The mesh used is uniform in all directions with an angular resolution of 4° in the latitudinal and 2° for the longitudinal directions and 256 cells in the radial direction. This resolution is similar to that used by Maharana et al. (2022). Convergence tests were carried out by doubling the number of cells in all three spatial directions, but this did not change our main results while drastically increasing the computation time.

Before studying the impact of different parameters, we carried out a series of simulations that are used as a reference in the following sections. In these simulations, the center of the CME evolves from 12:04 PM on November 11 and from the initial position O_l (t_d = 6.5 R_⊙, θ_i = 81°, ϕ_i = 0°) with a radial speed of 600 km s⁻¹. The torus has a minor radius a = 5 R_⊙, a major radius R_⊙, and a null tilt ω = 0. For the Soloviev solution, the triangularity is τ = 0.5 and the elongation σ = 1. Thus, the geometric properties are identical to the tori presented in the previous section (cf. Sect. 4.1). We chose this elongation and triangularity because they allow a comparable cross section between the mMT and Soloviev models while maintaining a closed Ψ = 1 isocontour (cf. Sect. 2.2).

At the points of intersection between the inner boundary of EUHFORIA and the CME (cf. Sect. 3.2), the injected temperature is constant at 0.8 MK. The density is also constant at n₀ = 1 × 10⁻¹⁷ kg m⁻³. As explained in Sect. 4.5, using both a constant density and temperature results in a constant pressure within the torus. In fact, this contradicts the linear pressure profile we specified to obtain the Soloviev solution (Soloviev 1975).
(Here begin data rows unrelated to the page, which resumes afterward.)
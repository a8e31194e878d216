//! Error types for Watchlens

use thiserror::Error;

/// Errors that can surface from the insight engine.
///
/// Per-event problems never appear here; malformed events are skipped and
/// counted in the component results. Only configuration problems abort a run,
/// and they do so before any event is processed.
#[derive(Debug, Error)]
pub enum InsightError {
    #[error("Invalid configuration: {0}")]
    InvalidConfig(String),

    #[error("Invalid JSON: {0}")]
    JsonError(#[from] serde_json::Error),
}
However, we have deliberately chosen to violate this assumption (cf. Sect. 4.5 for more details) and use here only the magnetic distribution of the Soloviev equilibrium.

According to Fig. 6, for the same value of B₀, the magnetic field strength is higher in the Soloviev solution than in the mMT model. Additionally, due to differing magnetic field distributions and slightly different geometries, the two CME models used do not have the same magnetic flux. Bearing this in mind, we still decided to use the same initial magnetic field strength, B₀, in both models, in order to align as closely as possible with the same initial parameters.
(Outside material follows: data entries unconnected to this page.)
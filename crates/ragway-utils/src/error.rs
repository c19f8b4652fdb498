use std::fmt;
use thiserror::Error;

/// The downstream service a failure originated from.
///
/// Every downstream failure names its collaborator so the caller-facing
/// detail identifies which service misbehaved without exposing anything
/// beyond that service's own error text.
#[derive(Debug, Clone, Copy, PartialEq, Eq)]
pub enum Collaborator {
    /// The retrieval service (context passages for a query)
    Retrieval,
    /// The generation service (synthesized answer from query + context)
    Generation,
}

impl Collaborator {
    /// Stable lowercase name used in logs and error details
    #[must_use]
    pub fn as_str(self) -> &'static str {
        match self {
            Self::Retrieval => "retrieval",
            Self::Generation => "generation",
        }
    }
}

impl fmt::Display for Collaborator {
    fn fmt(&self, f: &mut fmt::Formatter<'_>) -> fmt::Result {
        f.write_str(self.as_str())
    }
}

/// Gateway-level error taxonomy.
///
/// `GatewayError` is the single error type flowing out of the orchestration
/// pipeline. Each kind carries a human-readable detail and maps to exactly
/// one transport status code via [`status_code()`](Self::status_code):
///
/// | Kind | Status |
/// |------|--------|
/// | `EmptyQuery` | 400 |
/// | `DownstreamStatus` | the collaborator's own status |
/// | `Unreachable` | 503 |
/// | `MalformedResponse` | 502 |
/// | `Internal` | 500 |
///
/// Errors are created at the point of failure and propagated unchanged to
/// the boundary; nothing in the pipeline retries or rewraps them.
#[derive(Error, Debug, Clone)]
pub enum GatewayError {
    /// The query was empty or whitespace-only after trimming
    #[error("Query cannot be empty.")]
    EmptyQuery,

    /// A collaborator replied with a 4xx/5xx status; the status is passed
    /// through to the caller and the detail carries the collaborator's body
    #[error("Downstream service error: {body}")]
    DownstreamStatus {
        collaborator: Collaborator,
        status: u16,
        body: String,
    },

    /// A collaborator could not be reached: connection failure, DNS failure,
    /// or the bounded per-call timeout elapsed
    #[error("Cannot connect to the {collaborator} service. Please try again later. ({detail})")]
    Unreachable {
        collaborator: Collaborator,
        detail: String,
    },

    /// A collaborator replied 2xx but the reply was missing a required field
    #[error("Malformed reply from the {collaborator} service: {detail}")]
    MalformedResponse {
        collaborator: Collaborator,
        detail: String,
    },

    /// Any other unanticipated failure during orchestration
    #[error("An unexpected internal error occurred: {0}")]
    Internal(String),
}

impl GatewayError {
    /// Transport status code surfaced at the gateway boundary.
    ///
    /// `DownstreamStatus` passes the collaborator's own status through
    /// verbatim; every other kind has a fixed mapping.
    #[must_use]
    pub fn status_code(&self) -> u16 {
        match self {
            Self::EmptyQuery => 400,
            Self::DownstreamStatus { status, .. } => *status,
            Self::Unreachable { .. } => 503,
            Self::MalformedResponse { .. } => 502,
            Self::Internal(_) => 500,
        }
    }

    /// Stable error kind name for structured logging
    #[must_use]
    pub fn kind(&self) -> &'static str {
        match self {
            Self::EmptyQuery => "empty_query",
            Self::DownstreamStatus { .. } => "downstream_status",
            Self::Unreachable { .. } => "unreachable",
            Self::MalformedResponse { .. } => "malformed_response",
            Self::Internal(_) => "internal",
        }
    }
}

#[cfg(test)]
mod tests {
    use super::*;

    #[test]
    fn empty_query_maps_to_400() {
        assert_eq!(GatewayError::EmptyQuery.status_code(), 400);
    }

    #[test]
    fn downstream_status_passes_through_collaborator_status() {
        let err = GatewayError::DownstreamStatus {
            collaborator: Collaborator::Retrieval,
            status: 503,
            body: "index rebuilding".to_string(),
        };
        assert_eq!(err.status_code(), 503);

        let err = GatewayError::DownstreamStatus {
            collaborator: Collaborator::Generation,
            status: 422,
            body: "bad prompt".to_string(),
        };
        assert_eq!(err.status_code(), 422);
    }

    #[test]
    fn unreachable_maps_to_503_and_names_the_collaborator() {
        let err = GatewayError::Unreachable {
            collaborator: Collaborator::Generation,
            detail: "connection refused".to_string(),
        };
        assert_eq!(err.status_code(), 503);
        assert!(err.to_string().contains("generation"));
        assert!(err.to_string().contains("connection refused"));
    }

    #[test]
    fn malformed_response_maps_to_502() {
        let err = GatewayError::MalformedResponse {
            collaborator: Collaborator::Generation,
            detail: "reply missing 'answer' field".to_string(),
        };
        assert_eq!(err.status_code(), 502);
        assert!(err.to_string().contains("generation"));
    }

    #[test]
    fn internal_maps_to_500() {
        let err = GatewayError::Internal("boom".to_string());
        assert_eq!(err.status_code(), 500);
    }

    #[test]
    fn kind_names_are_stable() {
        assert_eq!(GatewayError::EmptyQuery.kind(), "empty_query");
        assert_eq!(
            GatewayError::Internal("x".to_string()).kind(),
            "internal"
        );
        let err = GatewayError::Unreachable {
            collaborator: Collaborator::Retrieval,
            detail: String::new(),
        };
        assert_eq!(err.kind(), "unreachable");
    }

    #[test]
    fn collaborator_display_is_lowercase() {
        assert_eq!(Collaborator::Retrieval.to_string(), "retrieval");
        assert_eq!(Collaborator::Generation.to_string(), "generation");
    }
}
Finally, the simulations were run on the wICE cluster of the Vlaams Supercomputer Centrum, a Belgian institution specializing in high-performance computing¹. They have utilized 4 nodes of this supercomputer, with 36 tasks per node, implying a total of 144 parallel processes. Additionally, each CPU allocated to this simulation has 2 GB of memory.

4.2.2 Reference cases

According to the initial magnetic field and the geometrical parameters outlined earlier, Fig. 7 illustrates the evolution of speed, density, magnetic field, and plasma beta (β) at Earth in EUHFORIA for various CME configurations. We simulated three CMEs using the Soloviev solution with differing α_S (α_S = 1, −1, and 10). Additionally, we modeled two CMEs with the mMT solution with C_α = 1 and −1, respectively.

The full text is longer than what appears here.